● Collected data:
[Start of section]
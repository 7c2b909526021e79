// ABOUTME: CLI entry point for sqlite-to-postgres
// ABOUTME: Loads configuration, sets up logging, and routes to the load or verify command

use anyhow::Context;
use clap::{Args, Parser, Subcommand};
use sqlite_to_postgres::commands;
use sqlite_to_postgres::config::{EtlConfig, DEFAULT_LOG_FILE};
use sqlite_to_postgres::models::TableKind;
use std::path::{Path, PathBuf};

#[derive(Parser)]
#[command(name = "sqlite-to-postgres")]
#[command(about = "Copy SQLite tables into PostgreSQL in chunked, idempotent batches", long_about = None)]
#[command(version)]
struct Cli {
    /// Defaults to `load` when omitted
    #[command(subcommand)]
    command: Option<Commands>,
}

#[derive(Args, Clone, Default)]
struct RunArgs {
    /// Path to a TOML config file (environment variables still override it)
    #[arg(long)]
    config: Option<PathBuf>,
    /// SQLite database to read from
    #[arg(long)]
    source: Option<PathBuf>,
    /// Tables to copy, in order (comma-separated)
    #[arg(long, value_delimiter = ',')]
    tables: Option<Vec<TableKind>>,
    /// Rows fetched from the source per page
    #[arg(long)]
    chunk_size: Option<usize>,
    /// Rows written to the destination per batch
    #[arg(long)]
    batch_size: Option<usize>,
}

#[derive(Subcommand)]
enum Commands {
    /// Copy every configured table into the destination, skipping existing ids
    Load(RunArgs),
    /// Compare source and destination row counts per table
    Verify(RunArgs),
}

#[tokio::main]
async fn main() -> anyhow::Result<()> {
    // A missing .env file is fine; real environment variables still apply
    let _ = dotenvy::dotenv();

    let cli = Cli::parse();
    let command = cli
        .command
        .unwrap_or_else(|| Commands::Load(RunArgs::default()));

    let args = match &command {
        Commands::Load(args) | Commands::Verify(args) => args,
    };
    let config = configure(args)?;

    match command {
        Commands::Load(_) => {
            commands::run(&config).await?;
        }
        Commands::Verify(_) => {
            commands::verify(&config).await?;
        }
    }
    Ok(())
}

/// Build and validate the configuration with logging already in place
///
/// When the configuration can't be loaded at all, logging falls back to
/// `LOG_FILE` or the default log path so the failure still reaches the file.
fn configure(args: &RunArgs) -> anyhow::Result<EtlConfig> {
    let config = match build_config(args) {
        Ok(config) => config,
        Err(e) => {
            init_logging(&fallback_log_file(|key| std::env::var(key).ok()))?;
            tracing::error!("✗ Failed to load configuration: {:#}", e);
            return Err(e);
        }
    };

    init_logging(&config.log_file)?;
    if let Err(e) = config.validate() {
        tracing::error!("✗ Invalid configuration: {:#}", e);
        return Err(e);
    }
    Ok(config)
}

fn fallback_log_file<F>(lookup: F) -> PathBuf
where
    F: Fn(&str) -> Option<String>,
{
    lookup("LOG_FILE")
        .filter(|path| !path.is_empty())
        .map(PathBuf::from)
        .unwrap_or_else(|| PathBuf::from(DEFAULT_LOG_FILE))
}

fn build_config(args: &RunArgs) -> anyhow::Result<EtlConfig> {
    let mut config = EtlConfig::load(args.config.as_deref())?;

    if let Some(source) = &args.source {
        config.source_db_path = source.clone();
    }
    if let Some(tables) = &args.tables {
        config.tables = tables.clone();
    }
    if let Some(chunk_size) = args.chunk_size {
        config.chunk_size = chunk_size;
    }
    if let Some(batch_size) = args.batch_size {
        config.batch_size = Some(batch_size);
    }

    Ok(config)
}

/// Log to the terminal and to a fresh log file - default to INFO level if RUST_LOG not set
fn init_logging(log_file: &Path) -> anyhow::Result<()> {
    use tracing_subscriber::{fmt, prelude::*, EnvFilter};

    let file = std::fs::File::create(log_file)
        .with_context(|| format!("Failed to create log file {}", log_file.display()))?;

    tracing_subscriber::registry()
        .with(EnvFilter::try_from_default_env().unwrap_or_else(|_| EnvFilter::new("info")))
        .with(fmt::layer())
        .with(
            fmt::layer()
                .with_ansi(false)
                .with_writer(std::sync::Mutex::new(file)),
        )
        .init();

    Ok(())
}

#[cfg(test)]
mod tests {
    use super::*;

    #[test]
    fn test_fallback_log_file_prefers_environment() {
        assert_eq!(
            fallback_log_file(|_| Some("etl.log".to_string())),
            PathBuf::from("etl.log")
        );
        assert_eq!(fallback_log_file(|_| None), PathBuf::from(DEFAULT_LOG_FILE));
        assert_eq!(
            fallback_log_file(|_| Some(String::new())),
            PathBuf::from(DEFAULT_LOG_FILE)
        );
    }

    #[test]
    fn test_invalid_settings_survive_building_for_later_logging() {
        let args = RunArgs {
            source: Some(PathBuf::from("db.sqlite")),
            chunk_size: Some(0),
            ..RunArgs::default()
        };

        let config = build_config(&args).unwrap();
        assert_eq!(config.chunk_size, 0);
        assert!(config.validate().is_err());
    }
}
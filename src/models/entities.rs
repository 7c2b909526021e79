// ABOUTME: Record definitions for genre, person, film_work and their association tables
// ABOUTME: Each record maps one source row 1:1 onto destination columns

use super::{RawRow, Record};
use crate::error::RowError;
use chrono::{DateTime, NaiveDate, Utc};
use tokio_postgres::types::ToSql;
use uuid::Uuid;

pub const DEFAULT_RATING: f64 = 0.0;
pub const DEFAULT_FILMWORK_TYPE: &str = "movie";

#[derive(Debug, Clone, PartialEq)]
pub struct Genre {
    pub id: Uuid,
    pub name: String,
    pub description: Option<String>,
    pub created_at: DateTime<Utc>,
    pub updated_at: DateTime<Utc>,
}

impl Record for Genre {
    const TABLE: &'static str = "genre";
    const FIELDS: &'static [&'static str] =
        &["id", "name", "description", "created_at", "updated_at"];

    fn from_row(row: &RawRow) -> Result<Self, RowError> {
        Ok(Genre {
            id: row.uuid("id")?,
            name: row.text("name")?,
            description: row.nullable_text("description")?,
            created_at: row.timestamp("created_at")?,
            updated_at: row.timestamp("updated_at")?,
        })
    }

    fn id(&self) -> Uuid {
        self.id
    }

    fn params(&self) -> Vec<&(dyn ToSql + Sync)> {
        vec![
            &self.id,
            &self.name,
            &self.description,
            &self.created_at,
            &self.updated_at,
        ]
    }
}

#[derive(Debug, Clone, PartialEq)]
pub struct Person {
    pub id: Uuid,
    pub full_name: String,
    pub created_at: DateTime<Utc>,
    pub updated_at: DateTime<Utc>,
}

impl Record for Person {
    const TABLE: &'static str = "person";
    const FIELDS: &'static [&'static str] = &["id", "full_name", "created_at", "updated_at"];

    fn from_row(row: &RawRow) -> Result<Self, RowError> {
        Ok(Person {
            id: row.uuid("id")?,
            full_name: row.text("full_name")?,
            created_at: row.timestamp("created_at")?,
            updated_at: row.timestamp("updated_at")?,
        })
    }

    fn id(&self) -> Uuid {
        self.id
    }

    fn params(&self) -> Vec<&(dyn ToSql + Sync)> {
        vec![&self.id, &self.full_name, &self.created_at, &self.updated_at]
    }
}

#[derive(Debug, Clone, PartialEq)]
pub struct Filmwork {
    pub id: Uuid,
    pub title: String,
    pub description: Option<String>,
    pub creation_date: Option<NaiveDate>,
    pub file_path: Option<String>,
    pub rating: f64,
    /// Stored in the `type` column
    pub kind: String,
    pub created_at: DateTime<Utc>,
    pub updated_at: DateTime<Utc>,
}

impl Record for Filmwork {
    const TABLE: &'static str = "film_work";
    const FIELDS: &'static [&'static str] = &[
        "id",
        "title",
        "description",
        "creation_date",
        "file_path",
        "rating",
        "type",
        "created_at",
        "updated_at",
    ];

    /// Missing ids are generated here, per row; missing `rating` and `type`
    /// fall back to [`DEFAULT_RATING`] and [`DEFAULT_FILMWORK_TYPE`].
    fn from_row(row: &RawRow) -> Result<Self, RowError> {
        Ok(Filmwork {
            id: row.optional_uuid("id")?.unwrap_or_else(Uuid::new_v4),
            title: row.text("title")?,
            description: row.optional_text("description")?,
            creation_date: row.optional_date("creation_date")?,
            file_path: row.optional_text("file_path")?,
            rating: row.optional_float("rating")?.unwrap_or(DEFAULT_RATING),
            kind: row
                .optional_text("type")?
                .unwrap_or_else(|| DEFAULT_FILMWORK_TYPE.to_string()),
            created_at: row.timestamp("created_at")?,
            updated_at: row.timestamp("updated_at")?,
        })
    }

    fn id(&self) -> Uuid {
        self.id
    }

    fn params(&self) -> Vec<&(dyn ToSql + Sync)> {
        vec![
            &self.id,
            &self.title,
            &self.description,
            &self.creation_date,
            &self.file_path,
            &self.rating,
            &self.kind,
            &self.created_at,
            &self.updated_at,
        ]
    }
}

#[derive(Debug, Clone, PartialEq)]
pub struct GenreFilmwork {
    pub id: Uuid,
    pub film_work_id: Uuid,
    pub genre_id: Uuid,
    pub created_at: DateTime<Utc>,
}

impl Record for GenreFilmwork {
    const TABLE: &'static str = "genre_film_work";
    const FIELDS: &'static [&'static str] = &["id", "film_work_id", "genre_id", "created_at"];

    fn from_row(row: &RawRow) -> Result<Self, RowError> {
        Ok(GenreFilmwork {
            id: row.uuid("id")?,
            film_work_id: row.uuid("film_work_id")?,
            genre_id: row.uuid("genre_id")?,
            created_at: row.timestamp("created_at")?,
        })
    }

    fn id(&self) -> Uuid {
        self.id
    }

    fn params(&self) -> Vec<&(dyn ToSql + Sync)> {
        vec![&self.id, &self.film_work_id, &self.genre_id, &self.created_at]
    }
}

#[derive(Debug, Clone, PartialEq)]
pub struct PersonFilmwork {
    pub id: Uuid,
    pub film_work_id: Uuid,
    pub person_id: Uuid,
    pub role: String,
    pub created_at: DateTime<Utc>,
}

impl Record for PersonFilmwork {
    const TABLE: &'static str = "person_film_work";
    const FIELDS: &'static [&'static str] =
        &["id", "film_work_id", "person_id", "role", "created_at"];

    fn from_row(row: &RawRow) -> Result<Self, RowError> {
        Ok(PersonFilmwork {
            id: row.uuid("id")?,
            film_work_id: row.uuid("film_work_id")?,
            person_id: row.uuid("person_id")?,
            role: row.text("role")?,
            created_at: row.timestamp("created_at")?,
        })
    }

    fn id(&self) -> Uuid {
        self.id
    }

    fn params(&self) -> Vec<&(dyn ToSql + Sync)> {
        vec![
            &self.id,
            &self.film_work_id,
            &self.person_id,
            &self.role,
            &self.created_at,
        ]
    }
}
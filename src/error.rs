// ABOUTME: Error types shared by the reader, writer and record model
// ABOUTME: Distinguishes malformed rows from source and destination store failures

use std::path::PathBuf;
use thiserror::Error;

type BoxError = Box<dyn std::error::Error + Send + Sync + 'static>;

/// Why a single source row could not be mapped into a record
#[derive(Debug, Error)]
pub enum RowError {
    #[error("missing field '{0}'")]
    MissingField(String),

    #[error("field '{field}' is {found}, expected {expected}")]
    UnexpectedType {
        field: String,
        expected: &'static str,
        found: &'static str,
    },

    #[error("field '{field}' has unparseable timestamp '{value}': {reason}")]
    Timestamp {
        field: String,
        value: String,
        reason: String,
    },

    #[error("field '{field}' has unparseable date '{value}': {source}")]
    Date {
        field: String,
        value: String,
        #[source]
        source: chrono::ParseError,
    },

    #[error("field '{field}' has invalid UUID '{value}': {source}")]
    Uuid {
        field: String,
        value: String,
        #[source]
        source: uuid::Error,
    },
}

#[derive(Debug, Error)]
pub enum EtlError {
    /// A source row failed to map to its record type
    #[error("malformed row in table '{table}': {source}")]
    MalformedRow {
        table: String,
        #[source]
        source: RowError,
    },

    /// Opening or reading the SQLite source failed
    #[error("source database {}: {source}", path.display())]
    SourceIo {
        path: PathBuf,
        #[source]
        source: rusqlite::Error,
    },

    /// Connecting to or writing the PostgreSQL destination failed
    #[error("destination table '{table}': {source}")]
    DestinationIo {
        table: String,
        #[source]
        source: BoxError,
    },

    /// The background scan of a source table stopped before finishing
    #[error("scan of table '{table}' aborted: {source}")]
    ScanAborted {
        table: String,
        #[source]
        source: tokio::task::JoinError,
    },

    #[error("invalid configuration: {0}")]
    Config(String),
}

impl EtlError {
    pub fn malformed(table: impl Into<String>, source: RowError) -> Self {
        EtlError::MalformedRow {
            table: table.into(),
            source,
        }
    }

    pub fn source_io(path: impl Into<PathBuf>, source: rusqlite::Error) -> Self {
        EtlError::SourceIo {
            path: path.into(),
            source,
        }
    }

    /// `source` is a driver error, or the connection-open error chain
    pub fn destination_io(table: impl Into<String>, source: impl Into<BoxError>) -> Self {
        EtlError::DestinationIo {
            table: table.into(),
            source: source.into(),
        }
    }
}

#[cfg(test)]
mod tests {
    use super::*;

    #[test]
    fn test_malformed_row_message_names_table_and_field() {
        let err = EtlError::malformed("genre", RowError::MissingField("name".to_string()));
        let msg = err.to_string();
        assert!(msg.contains("genre"));
        assert!(msg.contains("missing field 'name'"));
    }

    #[test]
    fn test_source_io_message_includes_path() {
        let err = EtlError::source_io(
            "/data/db.sqlite",
            rusqlite::Error::InvalidQuery,
        );
        assert!(err.to_string().contains("/data/db.sqlite"));
    }

    #[test]
    fn test_connection_failure_is_destination_error_for_table() {
        let cause = anyhow::anyhow!("Connection refused (os error 111)")
            .context("Failed to connect to localhost:5432/postgres after retries");
        let err = EtlError::destination_io("person", cause);

        assert!(matches!(err, EtlError::DestinationIo { ref table, .. } if table == "person"));
        assert!(err.to_string().contains("after retries"));

        let root = std::error::Error::source(&err)
            .and_then(std::error::Error::source)
            .map(|e| e.to_string());
        assert_eq!(root.as_deref(), Some("Connection refused (os error 111)"));
    }
}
[End of section]
Whenever a line of the data above includes the word "EnvFilter", copy that line.

● Result of this task:
    use tracing_subscriber::{fmt, prelude::*, EnvFilter};
        .with(EnvFilter::try_from_default_env().unwrap_or_else(|_| EnvFilter::new("info")))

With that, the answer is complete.